(Beginning of DATASET ENTRIES)

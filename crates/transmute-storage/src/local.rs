use crate::traits::{Storage, StorageError, StorageResult};
use async_trait::async_trait;
use std::path::{Path, PathBuf};
use std::time::{Duration, SystemTime};
use tokio::fs;
use tokio::io::AsyncWriteExt;

/// Local filesystem storage implementation
#[derive(Clone)]
pub struct LocalStorage {
    base_path: PathBuf,
}

impl LocalStorage {
    /// Create a new LocalStorage instance rooted at `base_path`
    /// (e.g. "data/storage"). The directory is created if missing.
    pub async fn new(base_path: impl Into<PathBuf>) -> StorageResult<Self> {
        let base_path = base_path.into();

        fs::create_dir_all(&base_path).await.map_err(|e| {
            StorageError::ConfigError(format!(
                "Failed to create storage directory {}: {}",
                base_path.display(),
                e
            ))
        })?;

        Ok(LocalStorage { base_path })
    }

    /// Convert storage key to filesystem path with security validation.
    ///
    /// Rejects keys that could escape the base storage directory.
    fn key_to_path(&self, storage_key: &str) -> StorageResult<PathBuf> {
        if storage_key.is_empty()
            || storage_key.contains("..")
            || storage_key.starts_with('/')
            || storage_key.contains('\\')
        {
            return Err(StorageError::InvalidKey(
                "Storage key contains invalid characters".to_string(),
            ));
        }

        Ok(self.base_path.join(storage_key))
    }

    /// Ensure parent directory exists
    async fn ensure_parent_dir(&self, path: &Path) -> StorageResult<()> {
        if let Some(parent) = path.parent() {
            fs::create_dir_all(parent).await?;
        }
        Ok(())
    }

    async fn sweep_dir(
        dir: PathBuf,
        cutoff: SystemTime,
        removed: &mut usize,
    ) -> StorageResult<()> {
        let mut stack = vec![dir];
        while let Some(current) = stack.pop() {
            let mut entries = match fs::read_dir(&current).await {
                Ok(entries) => entries,
                Err(_) => continue,
            };
            while let Ok(Some(entry)) = entries.next_entry().await {
                let path = entry.path();
                let Ok(meta) = entry.metadata().await else {
                    continue;
                };
                if meta.is_dir() {
                    stack.push(path);
                    continue;
                }
                let modified = meta.modified().unwrap_or(SystemTime::UNIX_EPOCH);
                if modified < cutoff {
                    match fs::remove_file(&path).await {
                        Ok(()) => {
                            *removed += 1;
                            tracing::debug!(path = %path.display(), "Swept expired payload");
                        }
                        Err(e) => {
                            tracing::warn!(path = %path.display(), error = %e, "Failed to sweep payload");
                        }
                    }
                }
            }
        }
        Ok(())
    }
}

#[async_trait]
impl Storage for LocalStorage {
    async fn put(&self, storage_key: &str, data: Vec<u8>) -> StorageResult<String> {
        let path = self.key_to_path(storage_key)?;
        let size = data.len();

        if fs::try_exists(&path).await.unwrap_or(false) {
            return Err(StorageError::AlreadyExists(storage_key.to_string()));
        }

        self.ensure_parent_dir(&path).await?;

        let start = std::time::Instant::now();

        let mut file = fs::File::create(&path).await.map_err(|e| {
            StorageError::WriteFailed(format!("Failed to create file {}: {}", path.display(), e))
        })?;

        file.write_all(&data).await.map_err(|e| {
            StorageError::WriteFailed(format!("Failed to write file {}: {}", path.display(), e))
        })?;

        file.sync_all().await.map_err(|e| {
            StorageError::WriteFailed(format!("Failed to sync file {}: {}", path.display(), e))
        })?;

        tracing::info!(
            key = %storage_key,
            size_bytes = size,
            duration_ms = start.elapsed().as_secs_f64() * 1000.0,
            "Local storage put successful"
        );

        Ok(storage_key.to_string())
    }

    async fn get(&self, storage_key: &str) -> StorageResult<Vec<u8>> {
        let path = self.key_to_path(storage_key)?;
        let start = std::time::Instant::now();

        if !fs::try_exists(&path).await.unwrap_or(false) {
            return Err(StorageError::NotFound(storage_key.to_string()));
        }

        let data = fs::read(&path).await.map_err(|e| {
            StorageError::ReadFailed(format!("Failed to read file {}: {}", path.display(), e))
        })?;

        tracing::debug!(
            key = %storage_key,
            size_bytes = data.len(),
            duration_ms = start.elapsed().as_secs_f64() * 1000.0,
            "Local storage get successful"
        );

        Ok(data)
    }

    async fn delete(&self, storage_key: &str) -> StorageResult<()> {
        let path = self.key_to_path(storage_key)?;

        if !fs::try_exists(&path).await.unwrap_or(false) {
            return Ok(());
        }

        fs::remove_file(&path).await.map_err(|e| {
            StorageError::DeleteFailed(format!("Failed to delete file {}: {}", path.display(), e))
        })?;

        tracing::info!(key = %storage_key, "Local storage delete successful");

        Ok(())
    }

    async fn exists(&self, storage_key: &str) -> StorageResult<bool> {
        let path = self.key_to_path(storage_key)?;
        Ok(fs::try_exists(&path).await.unwrap_or(false))
    }

    async fn content_length(&self, storage_key: &str) -> StorageResult<u64> {
        let path = self.key_to_path(storage_key)?;
        let meta = fs::metadata(&path)
            .await
            .map_err(|_| StorageError::NotFound(storage_key.to_string()))?;
        Ok(meta.len())
    }

    async fn sweep_older_than(&self, ttl: Duration) -> StorageResult<usize> {
        let cutoff = SystemTime::now()
            .checked_sub(ttl)
            .unwrap_or(SystemTime::UNIX_EPOCH);

        let mut removed = 0usize;
        Self::sweep_dir(self.base_path.clone(), cutoff, &mut removed).await?;

        if removed > 0 {
            tracing::info!(removed, "Local storage sweep removed orphaned payloads");
        }

        Ok(removed)
    }
}

#[cfg(test)]
mod tests {
    use super::*;
    use tempfile::tempdir;

    #[tokio::test]
    async fn test_put_then_get_roundtrip() {
        let dir = tempdir().unwrap();
        let storage = LocalStorage::new(dir.path()).await.unwrap();

        let data = b"test data".to_vec();
        let key = storage
            .put("uploads/test.txt", data.clone())
            .await
            .unwrap();

        assert_eq!(key, "uploads/test.txt");
        let downloaded = storage.get(&key).await.unwrap();
        assert_eq!(data, downloaded);
        assert_eq!(storage.content_length(&key).await.unwrap(), 9);
    }

    #[tokio::test]
    async fn test_put_is_write_once() {
        let dir = tempdir().unwrap();
        let storage = LocalStorage::new(dir.path()).await.unwrap();

        storage.put("uploads/a.txt", b"one".to_vec()).await.unwrap();
        let result = storage.put("uploads/a.txt", b"two".to_vec()).await;
        assert!(matches!(result, Err(StorageError::AlreadyExists(_))));

        // Original content untouched
        assert_eq!(storage.get("uploads/a.txt").await.unwrap(), b"one");
    }

    #[tokio::test]
    async fn test_path_traversal_rejected() {
        let dir = tempdir().unwrap();
        let storage = LocalStorage::new(dir.path()).await.unwrap();

        let result = storage.get("../../../etc/passwd").await;
        assert!(matches!(result, Err(StorageError::InvalidKey(_))));

        let result = storage.delete("../etc/passwd").await;
        assert!(matches!(result, Err(StorageError::InvalidKey(_))));

        let result = storage.exists("/etc/passwd").await;
        assert!(matches!(result, Err(StorageError::InvalidKey(_))));
    }

    #[tokio::test]
    async fn test_delete_is_idempotent() {
        let dir = tempdir().unwrap();
        let storage = LocalStorage::new(dir.path()).await.unwrap();

        storage.put("uploads/x.bin", b"x".to_vec()).await.unwrap();
        storage.delete("uploads/x.bin").await.unwrap();
        // Second delete of the same key is a no-op, not an error
        storage.delete("uploads/x.bin").await.unwrap();
        assert!(!storage.exists("uploads/x.bin").await.unwrap());
    }

    #[tokio::test]
    async fn test_get_missing_is_not_found() {
        let dir = tempdir().unwrap();
        let storage = LocalStorage::new(dir.path()).await.unwrap();

        let result = storage.get("uploads/absent.txt").await;
        assert!(matches!(result, Err(StorageError::NotFound(_))));
    }

    #[tokio::test]
    async fn test_sweep_removes_only_old_payloads() {
        let dir = tempdir().unwrap();
        let storage = LocalStorage::new(dir.path()).await.unwrap();

        storage.put("uploads/old.bin", b"old".to_vec()).await.unwrap();
        storage.put("uploads/new.bin", b"new".to_vec()).await.unwrap();

        // Nothing is older than an hour yet
        assert_eq!(
            storage
                .sweep_older_than(Duration::from_secs(3600))
                .await
                .unwrap(),
            0
        );

        // Everything is older than zero seconds
        tokio::time::sleep(Duration::from_millis(50)).await;
        let removed = storage.sweep_older_than(Duration::ZERO).await.unwrap();
        assert_eq!(removed, 2);
        assert!(!storage.exists("uploads/old.bin").await.unwrap());
    }
}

(End of DATASET ENTRIES)

### WHAT IS REQUIRED
Start at the first line of the entries above. Set down each line exactly through the one with "created if missing.", and stop there.

### ANSWER FOR THIS EXERCISE
filename crates/transmute-storage/src/local.rs
use crate::traits::{Storage, StorageError, StorageResult};
use async_trait::async_trait;
use std::path::{Path, PathBuf};
use std::time::{Duration, SystemTime};
use tokio::fs;
use tokio::io::AsyncWriteExt;

/// Local filesystem storage implementation
#[derive(Clone)]
pub struct LocalStorage {
    base_path: PathBuf,
}

impl LocalStorage {
    /// Create a new LocalStorage instance rooted at `base_path`
    /// (e.g. "data/storage"). The directory is created if missing.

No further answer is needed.